H A Z E L

Blog

Etiket: dad

Babamı Babalar Günü’nde kaybettik…

DD1NyfgXgAIOh1S

 

İnanıyordum, olmadı…

O kadar zaman sonra buraya, “Artık atlattık, babam hala bizimle ve bizimle beraber daha da güçlü!” yazmak isterdim. Olmadı, olamadı… 21 gün önce babamı kaybettik… Daha biraz önce vefat haberini almış gibi hissetmeme rağmen 21 gün geçti…

Özledim, hem de çok… Şimdi zamanında çekmiş olduğum videoları var… Onlara bakıp özlemimi dindirmeye çalışıyorum…

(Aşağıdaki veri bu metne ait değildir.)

//! Crawl job service loop
//!
//! A polling worker over the persistent job queue: fetch the oldest
//! queued job, launch a browser session for it, crawl with a callback
//! that saves every finished page, and delete the job on success. A
//! failed job stays queued so a later poll retries it; only setup errors
//! inside a single job surface to the loop, where they are logged.

use crate::browser::{BrowserDriver, BrowserError};
use crate::config::AuditConfig;
use crate::crawler::SiteCrawler;
use crate::storage::{CrawlJob, SqliteStorage};
use crate::Result;
use std::sync::{Arc, Mutex, MutexGuard};
use std::time::Duration;

/// Produces a fresh browser session for each job
pub type DriverFactory =
    Box<dyn Fn() -> std::result::Result<Arc<dyn BrowserDriver>, BrowserError> + Send + Sync>;

/// Polling worker that turns queued jobs into persisted crawl results
pub struct CrawlService {
    storage: Arc<Mutex<SqliteStorage>>,
    config: Arc<AuditConfig>,
    driver_factory: DriverFactory,
    poll_interval: Duration,
}

impl CrawlService {
    pub fn new(
        storage: Arc<Mutex<SqliteStorage>>,
        config: AuditConfig,
        driver_factory: DriverFactory,
        poll_interval: Duration,
    ) -> Self {
        Self {
            storage,
            config: Arc::new(config),
            driver_factory,
            poll_interval,
        }
    }

    fn lock_storage(&self) -> MutexGuard<'_, SqliteStorage> {
        match self.storage.lock() {
            Ok(guard) => guard,
            Err(poisoned) => poisoned.into_inner(),
        }
    }

    /// Runs the service loop forever
    pub async fn run(&self) {
        tracing::info!("Starting crawl service");
        loop {
            match self.run_once().await {
                Ok(true) => {}
                Ok(false) => tracing::debug!("No jobs in queue, waiting"),
                Err(error) => tracing::error!("Error processing crawl job: {}", error),
            }
            tokio::time::sleep(self.poll_interval).await;
        }
    }

    /// Processes at most one queued job
    ///
    /// # Returns
    ///
    /// * `Ok(true)` - A job was processed and removed from the queue
    /// * `Ok(false)` - The queue was empty
    /// * `Err(CrawlError)` - The job failed; it stays queued for retry
    pub async fn run_once(&self) -> Result<bool> {
        let job = {
            let storage = self.lock_storage();
            storage.next_job()?
        };

        match job {
            Some(job) => {
                self.process_job(job).await?;
                Ok(true)
            }
            None => Ok(false),
        }
    }

    async fn process_job(&self, job: CrawlJob) -> Result<()> {
        tracing::info!(
            "Processing crawl job {} for project {}: {}",
            job.queue_id,
            job.project_id,
            job.url
        );

        let driver = (self.driver_factory)()?;
        let mut crawler = SiteCrawler::new(driver, &job.url, (*self.config).clone())?;

        let storage = Arc::clone(&self.storage);
        let project_id = job.project_id;
        crawler.set_callback(move |record| {
            let mut storage = match storage.lock() {
                Ok(guard) => guard,
                Err(poisoned) => poisoned.into_inner(),
            };
            if let Err(error) = storage.save_page(project_id, record) {
                tracing::warn!("Failed to save page {}: {}", record.url, error);
            }
        });

        let pages = crawler.crawl().await?;
        tracing::info!(
            "Completed crawl job {} with {} page record(s)",
            job.queue_id,
            pages.len()
        );

        let mut storage = self.lock_storage();
        storage.remove_job(job.queue_id)?;
        Ok(())
    }
}
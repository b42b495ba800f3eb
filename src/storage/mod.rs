//! Storage module for persisting crawl output
//!
//! This module handles all database operations for the job pipeline:
//! - SQLite database initialization and schema management
//! - The crawl-job queue (earliest job first)
//! - Page record and notification persistence

mod schema;
mod sqlite;

pub use schema::initialize_schema;
pub use sqlite::SqliteStorage;

use thiserror::Error;

/// Storage-specific errors
#[derive(Debug, Error)]
pub enum StorageError {
    #[error("Database error: {0}")]
    Database(#[from] rusqlite::Error),
}

/// Result type alias for storage operations
pub type StorageResult<T> = std::result::Result<T, StorageError>;

/// A pending crawl job pulled from the queue
#[derive(Debug, Clone, PartialEq, Eq)]
pub struct CrawlJob {
    pub queue_id: i64,
    pub project_id: i64,
    pub url: String,
}

/// A persisted notification row, as read back from the database
#[derive(Debug, Clone)]
pub struct NotificationRow {
    pub project_id: i64,
    pub url: String,
    pub category: String,
    pub message: String,
}
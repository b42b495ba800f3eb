//! Sitewarden main entry point
//!
//! Command-line interface for the Sitewarden site auditor.

use anyhow::Context;
use clap::{Parser, Subcommand};
use sitewarden::browser::{BrowserDriver, ChromeDriver};
use sitewarden::config::{load_config, AuditConfig};
use sitewarden::crawler::SiteCrawler;
use sitewarden::service::{CrawlService, DriverFactory};
use sitewarden::storage::SqliteStorage;
use std::path::{Path, PathBuf};
use std::sync::{Arc, Mutex};
use std::time::Duration;
use tracing_subscriber::EnvFilter;

/// How long an idle Chrome session is kept alive
const BROWSER_IDLE_TIMEOUT: Duration = Duration::from_secs(300);

/// Sitewarden: a browser-driven site auditor
///
/// Sitewarden crawls a site through a headless browser, runs diagnostic
/// scanners against every rendered page, and records the findings as
/// per-page notifications.
#[derive(Parser, Debug)]
#[command(name = "sitewarden")]
#[command(version)]
#[command(about = "Browser-driven site auditor", long_about = None)]
struct Cli {
    #[command(subcommand)]
    command: Command,

    /// Increase logging verbosity (-v, -vv, -vvv)
    #[arg(short, long, action = clap::ArgAction::Count, global = true)]
    verbose: u8,

    /// Suppress non-error output
    #[arg(short, long, conflicts_with = "verbose", global = true)]
    quiet: bool,
}

#[derive(Subcommand, Debug)]
enum Command {
    /// Crawl one site and print a summary of the findings
    Crawl {
        /// Seed URL; its host bounds the crawl
        url: String,

        /// Path to a TOML configuration file
        #[arg(long)]
        config: Option<PathBuf>,

        /// Override the configured crawl depth
        #[arg(long)]
        depth: Option<u32>,

        /// Persist results into this SQLite database
        #[arg(long)]
        database: Option<PathBuf>,

        /// Project the persisted results belong to
        #[arg(long, default_value_t = 0)]
        project_id: i64,
    },

    /// Enqueue a crawl job for the service loop
    Queue {
        /// Seed URL to crawl
        url: String,

        /// Path to the SQLite database holding the queue
        #[arg(long)]
        database: PathBuf,

        /// Project the job belongs to
        #[arg(long, default_value_t = 0)]
        project_id: i64,
    },

    /// Poll the job queue and crawl each queued site
    Serve {
        /// Path to the SQLite database holding the queue
        #[arg(long)]
        database: PathBuf,

        /// Path to a TOML configuration file
        #[arg(long)]
        config: Option<PathBuf>,

        /// Seconds to sleep between queue polls
        #[arg(long, default_value_t = 5)]
        poll_interval_secs: u64,
    },
}

#[tokio::main]
async fn main() -> anyhow::Result<()> {
    let cli = Cli::parse();
    setup_logging(cli.verbose, cli.quiet);

    match cli.command {
        Command::Crawl {
            url,
            config,
            depth,
            database,
            project_id,
        } => handle_crawl(&url, config.as_deref(), depth, database.as_deref(), project_id).await,
        Command::Queue {
            url,
            database,
            project_id,
        } => handle_queue(&url, &database, project_id),
        Command::Serve {
            database,
            config,
            poll_interval_secs,
        } => handle_serve(&database, config.as_deref(), poll_interval_secs).await,
    }
}

/// Sets up the logging/tracing subscriber based on verbosity level
fn setup_logging(verbose: u8, quiet: bool) {
    let filter = if quiet {
        EnvFilter::new("error")
    } else {
        match verbose {
            0 => EnvFilter::new("sitewarden=info,warn"),
            1 => EnvFilter::new("sitewarden=debug,info"),
            2 => EnvFilter::new("sitewarden=trace,debug"),
            _ => EnvFilter::new("trace"),
        }
    };

    tracing_subscriber::fmt()
        .with_env_filter(filter)
        .with_target(false)
        .with_file(false)
        .init();
}

/// Loads the audit configuration, falling back to defaults when no file
/// is given
fn resolve_config(path: Option<&Path>) -> anyhow::Result<AuditConfig> {
    match path {
        Some(path) => {
            tracing::info!("Loading configuration from {}", path.display());
            load_config(path).with_context(|| format!("loading {}", path.display()))
        }
        None => Ok(AuditConfig::default()),
    }
}

async fn handle_crawl(
    url: &str,
    config_path: Option<&Path>,
    depth: Option<u32>,
    database: Option<&Path>,
    project_id: i64,
) -> anyhow::Result<()> {
    let mut config = resolve_config(config_path)?;
    if let Some(depth) = depth {
        config.max_crawl_depth = depth;
    }

    let driver = Arc::new(
        ChromeDriver::launch(BROWSER_IDLE_TIMEOUT).context("launching headless Chrome")?,
    );
    let mut crawler = SiteCrawler::new(driver, url, config)?;

    let storage = match database {
        Some(path) => {
            let storage = Arc::new(Mutex::new(SqliteStorage::new(path)?));
            let sink = Arc::clone(&storage);
            crawler.set_callback(move |record| {
                let mut storage = match sink.lock() {
                    Ok(guard) => guard,
                    Err(poisoned) => poisoned.into_inner(),
                };
                if let Err(error) = storage.save_page(project_id, record) {
                    tracing::warn!("Failed to save page {}: {}", record.url, error);
                }
            });
            Some(storage)
        }
        None => None,
    };

    let pages = crawler.crawl().await?;

    println!("Crawled {} page(s) from {}", pages.len(), url);
    for page in &pages {
        println!("  {} ({} notification(s))", page.url, page.notifications.len());
        for notification in &page.notifications {
            println!("    [{}] {}", notification.category, notification.message);
        }
    }

    if storage.is_some() {
        println!("Results saved for project {}", project_id);
    }

    Ok(())
}

fn handle_queue(url: &str, database: &Path, project_id: i64) -> anyhow::Result<()> {
    let mut storage = SqliteStorage::new(database)?;
    let job_id = storage.enqueue_job(project_id, url)?;
    println!("Queued crawl job {} for project {}: {}", job_id, project_id, url);
    Ok(())
}

async fn handle_serve(
    database: &Path,
    config_path: Option<&Path>,
    poll_interval_secs: u64,
) -> anyhow::Result<()> {
    let config = resolve_config(config_path)?;
    let storage = Arc::new(Mutex::new(SqliteStorage::new(database)?));

    let factory: DriverFactory = Box::new(|| {
        ChromeDriver::launch(BROWSER_IDLE_TIMEOUT)
            .map(|driver| Arc::new(driver) as Arc<dyn BrowserDriver>)
    });

    let service = CrawlService::new(
        storage,
        config,
        factory,
        Duration::from_secs(poll_interval_secs),
    );
    service.run().await;
    Ok(())
}
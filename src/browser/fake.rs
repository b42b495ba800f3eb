//! Canned-page browser double for tests
//!
//! [`FakeBrowser`] implements [`BrowserDriver`] over a map of prepared
//! pages, letting the whole crawl engine run without a real browser. It
//! records every navigation so tests can assert on visit order, and its
//! entry builders produce raw log entries in the same CDP envelope shape a
//! real driver emits.

use crate::browser::{BrowserDriver, BrowserError};
use std::collections::HashMap;
use std::sync::Mutex;
use std::time::Duration;

/// One prepared page the fake browser can serve
#[derive(Debug, Clone)]
pub struct FakePage {
    /// URL the browser reports after navigation (differs from the
    /// requested URL when simulating a redirect)
    pub final_url: String,
    pub html: String,
    /// Raw network log entries delivered for this navigation
    pub network_log: Vec<serde_json::Value>,
    /// Value returned for navigation-timing script evaluation
    pub render_time_ms: Option<f64>,
}

impl FakePage {
    pub fn new(final_url: impl Into<String>, html: impl Into<String>) -> Self {
        Self {
            final_url: final_url.into(),
            html: html.into(),
            network_log: Vec::new(),
            render_time_ms: None,
        }
    }

    pub fn with_log(mut self, network_log: Vec<serde_json::Value>) -> Self {
        self.network_log = network_log;
        self
    }

    pub fn with_render_time(mut self, render_time_ms: f64) -> Self {
        self.render_time_ms = Some(render_time_ms);
        self
    }
}

#[derive(Default)]
struct FakeState {
    current: Option<String>,
    log_buffer: Vec<serde_json::Value>,
    navigations: Vec<String>,
}

/// In-memory [`BrowserDriver`] backed by canned pages
pub struct FakeBrowser {
    pages: HashMap<String, FakePage>,
    state: Mutex<FakeState>,
}

impl FakeBrowser {
    pub fn new() -> Self {
        Self {
            pages: HashMap::new(),
            state: Mutex::new(FakeState::default()),
        }
    }

    /// Registers a page under the URL the crawler will request
    pub fn with_page(mut self, requested_url: impl Into<String>, page: FakePage) -> Self {
        self.pages.insert(requested_url.into(), page);
        self
    }

    /// Returns every URL navigated so far, in order
    pub fn navigations(&self) -> Vec<String> {
        self.state
            .lock()
            .map(|state| state.navigations.clone())
            .unwrap_or_default()
    }

    fn current_page(&self) -> Result<&FakePage, BrowserError> {
        let state = self
            .state
            .lock()
            .map_err(|_| BrowserError::Dom("state poisoned".to_string()))?;
        let key = state
            .current
            .clone()
            .ok_or_else(|| BrowserError::Dom("no page loaded".to_string()))?;
        self.pages
            .get(&key)
            .ok_or_else(|| BrowserError::Dom(format!("no canned page for {}", key)))
    }
}

impl Default for FakeBrowser {
    fn default() -> Self {
        Self::new()
    }
}

impl BrowserDriver for FakeBrowser {
    fn navigate(&self, url: &str, _timeout: Duration) -> Result<(), BrowserError> {
        let page = self
            .pages
            .get(url)
            .ok_or_else(|| BrowserError::Navigation(format!("no canned page for {}", url)))?;

        let mut state = self
            .state
            .lock()
            .map_err(|_| BrowserError::Navigation("state poisoned".to_string()))?;
        state.current = Some(url.to_string());
        state.log_buffer = page.network_log.clone();
        state.navigations.push(url.to_string());
        Ok(())
    }

    fn current_url(&self) -> Result<String, BrowserError> {
        Ok(self.current_page()?.final_url.clone())
    }

    fn page_source(&self) -> Result<String, BrowserError> {
        Ok(self.current_page()?.html.clone())
    }

    fn execute_script(&self, script: &str) -> Result<serde_json::Value, BrowserError> {
        if script.contains("domComplete") {
            let page = self.current_page()?;
            return Ok(match page.render_time_ms {
                Some(ms) => serde_json::json!(ms),
                None => serde_json::json!(0.0),
            });
        }
        Ok(serde_json::Value::Null)
    }

    fn drain_network_log(&self) -> Result<Vec<serde_json::Value>, BrowserError> {
        let mut state = self
            .state
            .lock()
            .map_err(|_| BrowserError::Log("state poisoned".to_string()))?;
        Ok(std::mem::take(&mut state.log_buffer))
    }
}

/// Builds a raw `Network.requestWillBeSent` log entry
pub fn request_entry(url: &str, timestamp: f64) -> serde_json::Value {
    let message = serde_json::json!({
        "message": {
            "method": "Network.requestWillBeSent",
            "params": {
                "request": { "url": url },
                "timestamp": timestamp,
            }
        }
    });
    serde_json::json!({ "message": message.to_string() })
}

/// Builds a raw `Network.responseReceived` log entry
pub fn response_entry(
    url: &str,
    status: u16,
    mime_type: &str,
    encoded_data_length: f64,
    timestamp: f64,
) -> serde_json::Value {
    response_entry_with_headers(url, status, mime_type, encoded_data_length, &[], timestamp)
}

/// Builds a raw `Network.responseReceived` log entry with response headers
pub fn response_entry_with_headers(
    url: &str,
    status: u16,
    mime_type: &str,
    encoded_data_length: f64,
    headers: &[(&str, &str)],
    timestamp: f64,
) -> serde_json::Value {
    let header_map: serde_json::Map<String, serde_json::Value> = headers
        .iter()
        .map(|(key, value)| (key.to_string(), serde_json::json!(value)))
        .collect();
    let message = serde_json::json!({
        "message": {
            "method": "Network.responseReceived",
            "params": {
                "response": {
                    "url": url,
                    "status": status,
                    "mimeType": mime_type,
                    "encodedDataLength": encoded_data_length,
                    "headers": header_map,
                },
                "timestamp": timestamp,
            }
        }
    });
    serde_json::json!({ "message": message.to_string() })
}
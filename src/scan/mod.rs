//! Diagnostic scanners for rendered pages
//!
//! Every scanner consumes the same immutable [`PageContext`] snapshot
//! (rendered DOM source plus parsed network telemetry) and produces zero
//! or more notifications. Scanners are idempotent, absorb their own
//! failures, and are safe to run concurrently because the snapshot is
//! fully built before any of them starts.

pub mod dom;
pub mod links;
pub mod network;
mod orchestrator;

pub use links::check_link;
pub use network::scan_external_resources;
pub use orchestrator::run_scanners;

use crate::browser::NetworkEvent;
use crate::config::AuditConfig;
use crate::report::Notification;
use std::sync::Arc;
use url::Url;

/// Immutable snapshot of one navigated page, shared by all scanners
pub struct PageContext {
    /// Final (post-redirect) URL of the page
    pub page_url: Url,
    /// Rendered HTML source
    pub html: Arc<str>,
    /// Parsed network telemetry for this navigation
    pub telemetry: Arc<[NetworkEvent]>,
    pub config: Arc<AuditConfig>,
    /// HTTP client used for link liveness probes
    pub http: reqwest::Client,
}

/// The fixed set of per-page diagnostic scanners
#[derive(Debug, Clone, Copy, PartialEq, Eq)]
pub enum ScannerKind {
    MissingAlt,
    Title,
    ResponseCodes,
    BrokenLinks,
    LargeImages,
    Indexability,
    Headings,
    Https,
}

impl ScannerKind {
    pub const ALL: [ScannerKind; 8] = [
        ScannerKind::MissingAlt,
        ScannerKind::Title,
        ScannerKind::ResponseCodes,
        ScannerKind::BrokenLinks,
        ScannerKind::LargeImages,
        ScannerKind::Indexability,
        ScannerKind::Headings,
        ScannerKind::Https,
    ];

    pub fn name(&self) -> &'static str {
        match self {
            Self::MissingAlt => "missing-alt",
            Self::Title => "title",
            Self::ResponseCodes => "response-codes",
            Self::BrokenLinks => "broken-links",
            Self::LargeImages => "large-images",
            Self::Indexability => "indexability",
            Self::Headings => "headings",
            Self::Https => "https",
        }
    }

    /// Runs this scanner against a page snapshot
    pub async fn run(self, ctx: Arc<PageContext>) -> Vec<Notification> {
        match self {
            Self::MissingAlt => dom::scan_missing_alt(&ctx),
            Self::Title => dom::scan_title(&ctx),
            Self::ResponseCodes => network::scan_response_codes(&ctx),
            Self::BrokenLinks => links::scan_broken_links(&ctx).await,
            Self::LargeImages => network::scan_large_images(&ctx),
            Self::Indexability => dom::scan_indexability(&ctx),
            Self::Headings => dom::scan_headings(&ctx),
            Self::Https => dom::scan_https(&ctx),
        }
    }
}
//! Browser driver abstraction
//!
//! The crawl engine never reaches for a process-wide browser; it receives
//! an injected [`BrowserDriver`] capability and drives exactly one logical
//! session through it. This keeps navigation strictly sequential and lets
//! tests substitute a canned [`FakeBrowser`].

mod chrome;
pub mod fake;
pub mod telemetry;

pub use chrome::ChromeDriver;
pub use fake::{request_entry, response_entry, response_entry_with_headers, FakeBrowser, FakePage};
pub use telemetry::{NetworkEvent, TelemetryReader};

use std::time::Duration;
use thiserror::Error;

/// Errors surfaced by browser drivers
#[derive(Debug, Error)]
pub enum BrowserError {
    #[error("Browser launch failed: {0}")]
    Launch(String),

    #[error("Navigation failed: {0}")]
    Navigation(String),

    #[error("JavaScript execution failed: {0}")]
    Script(String),

    #[error("Page source unavailable: {0}")]
    Dom(String),

    #[error("Network log unavailable: {0}")]
    Log(String),
}

/// A controllable browser session
///
/// One instance corresponds to one stateful session: `current_url`,
/// `page_source`, and the network log all refer to the most recent
/// navigation. Methods block until the browser answers, so callers that
/// live on an async runtime bridge long operations through
/// `spawn_blocking`.
pub trait BrowserDriver: Send + Sync {
    /// Navigates the session to `url`, waiting up to `timeout` for the
    /// load to settle
    fn navigate(&self, url: &str, timeout: Duration) -> Result<(), BrowserError>;

    /// Returns the URL the session currently displays (post-redirect)
    fn current_url(&self) -> Result<String, BrowserError>;

    /// Returns the rendered HTML of the current page
    fn page_source(&self) -> Result<String, BrowserError>;

    /// Evaluates a JavaScript expression in the current page and returns
    /// its JSON value
    fn execute_script(&self, script: &str) -> Result<serde_json::Value, BrowserError>;

    /// Removes and returns all buffered network log entries
    ///
    /// Each entry is a CDP-style performance log record: an object whose
    /// `message` field holds a JSON-encoded
    /// `{"message": {"method": ..., "params": ...}}` envelope.
    fn drain_network_log(&self) -> Result<Vec<serde_json::Value>, BrowserError>;
}
//! Link liveness checking
//!
//! The broken-link scanner collects every probe-worthy anchor from the
//! rendered DOM, then fans out lightweight HEAD requests under its own
//! bounded worker pool. This is the only network I/O that happens outside
//! the browser session, so each probe is safe to run concurrently.

use crate::report::{Notification, NotificationCategory};
use crate::scan::PageContext;
use scraper::{Html, Selector};
use std::sync::Arc;
use std::time::Duration;
use tokio::sync::Semaphore;
use url::Url;

/// Checks one link's liveness with a HEAD request
///
/// A status of 400 or above yields a `broken_link` notification carrying
/// "Status: <code>"; a connection failure or timeout yields one carrying
/// "Error: Connection failed". Healthy links yield `None`.
pub async fn check_link(
    client: &reqwest::Client,
    href: &str,
    display_text: &str,
    timeout: Duration,
) -> Option<Notification> {
    let text = truncate_display_text(display_text);

    match client.head(href).timeout(timeout).send().await {
        Ok(response) => {
            let status = response.status().as_u16();
            if status >= 400 {
                Some(Notification::new(
                    NotificationCategory::BrokenLink,
                    format!("Broken link '{}' ({}) - Status: {}", text, href, status),
                ))
            } else {
                None
            }
        }
        Err(error) => {
            tracing::debug!("Link probe failed for {}: {}", href, error);
            Some(Notification::new(
                NotificationCategory::BrokenLink,
                format!("Broken link '{}' ({}) - Error: Connection failed", text, href),
            ))
        }
    }
}

/// Probes every collected link and reports the broken ones in page order
pub(crate) async fn scan_broken_links(ctx: &PageContext) -> Vec<Notification> {
    let links = collect_probe_links(&ctx.html, &ctx.page_url);
    if links.is_empty() {
        return Vec::new();
    }

    let limit = ctx.config.max_workers.clamp(1, links.len());
    let semaphore = Arc::new(Semaphore::new(limit));
    let timeout = ctx.config.link_probe_timeout();

    let mut handles = Vec::with_capacity(links.len());
    for (href, text) in links {
        let client = ctx.http.clone();
        let semaphore = Arc::clone(&semaphore);
        handles.push(tokio::spawn(async move {
            let _permit = semaphore.acquire_owned().await.ok()?;
            check_link(&client, &href, &text, timeout).await
        }));
    }

    let mut notifications = Vec::new();
    for handle in handles {
        match handle.await {
            Ok(Some(notification)) => notifications.push(notification),
            Ok(None) => {}
            Err(error) => tracing::warn!("Link probe task aborted: {}", error),
        }
    }
    notifications
}

/// Collects (absolute href, display text) pairs worth probing
///
/// Skipped: empty hrefs, bare fragments, `javascript:` pseudo-links, and
/// any scheme-qualified link that is not http(s) (mailto, tel, ftp,
/// skype, sms, whatsapp, ...). Relative hrefs are resolved against the
/// page URL.
pub(crate) fn collect_probe_links(html: &str, page_url: &Url) -> Vec<(String, String)> {
    let document = Html::parse_document(html);
    let selector = match Selector::parse("a[href]") {
        Ok(selector) => selector,
        Err(_) => return Vec::new(),
    };

    let mut links = Vec::new();
    for element in document.select(&selector) {
        let href = match element.value().attr("href") {
            Some(href) => href.trim(),
            None => continue,
        };
        if href.is_empty() || href.starts_with('#') {
            continue;
        }

        let resolved = match Url::parse(href) {
            Ok(absolute) => {
                if !matches!(absolute.scheme(), "http" | "https") {
                    continue;
                }
                absolute
            }
            Err(url::ParseError::RelativeUrlWithoutBase) => match page_url.join(href) {
                Ok(absolute) => absolute,
                Err(_) => continue,
            },
            Err(_) => continue,
        };

        let text = element.text().collect::<String>().trim().to_string();
        links.push((resolved.to_string(), text));
    }
    links
}

/// Truncates link text to 27 characters plus an ellipsis when it exceeds
/// 30 characters
fn truncate_display_text(text: &str) -> String {
    if text.chars().count() > 30 {
        let truncated: String = text.chars().take(27).collect();
        format!("{}...", truncated)
    } else {
        text.to_string()
    }
}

Babamı babalar gününde mutlu etmek istedim, olmadı, hediyesini vermek istedim, olmadı… Hediyesi elimde kaldı… Üzerine yazdığım notla… Açılmadan senin geleceğin güne kadar benimle kalacak…

18 Haziran 2017…

Daha bizi terkedeceğinden habersiz eskilerden bir fotoğrafla şunları yazmıştım 17 Haziran 2017’de, uyumadan önce…

CANIM BABAM !!!

Babalar günün kutlu olun aslan babam! Seninle her zaman gurur duydum, her zaman sen benim babam olduğun için ne kadar şanslı olduğumu düşündüm! 
Daha birlikte çok güzel yıllarımız olacak, biliyorum.

Bana hayat verdiğin için sana nasıl teşekkür etsem az! Seni çok seviyorum canım BABAM!

18 Haziran 2017

 

O gece nasıl uyuyamadım, nasıl nefesim boğazımda düğümlendi, anlatamam… Çığlık atmaya çalıştım… Uykumda bağıramadım ama gerçekte sesimi eşim mutlaka duymuştur, dedim ama o da duymamış… O gece uyuyamadım…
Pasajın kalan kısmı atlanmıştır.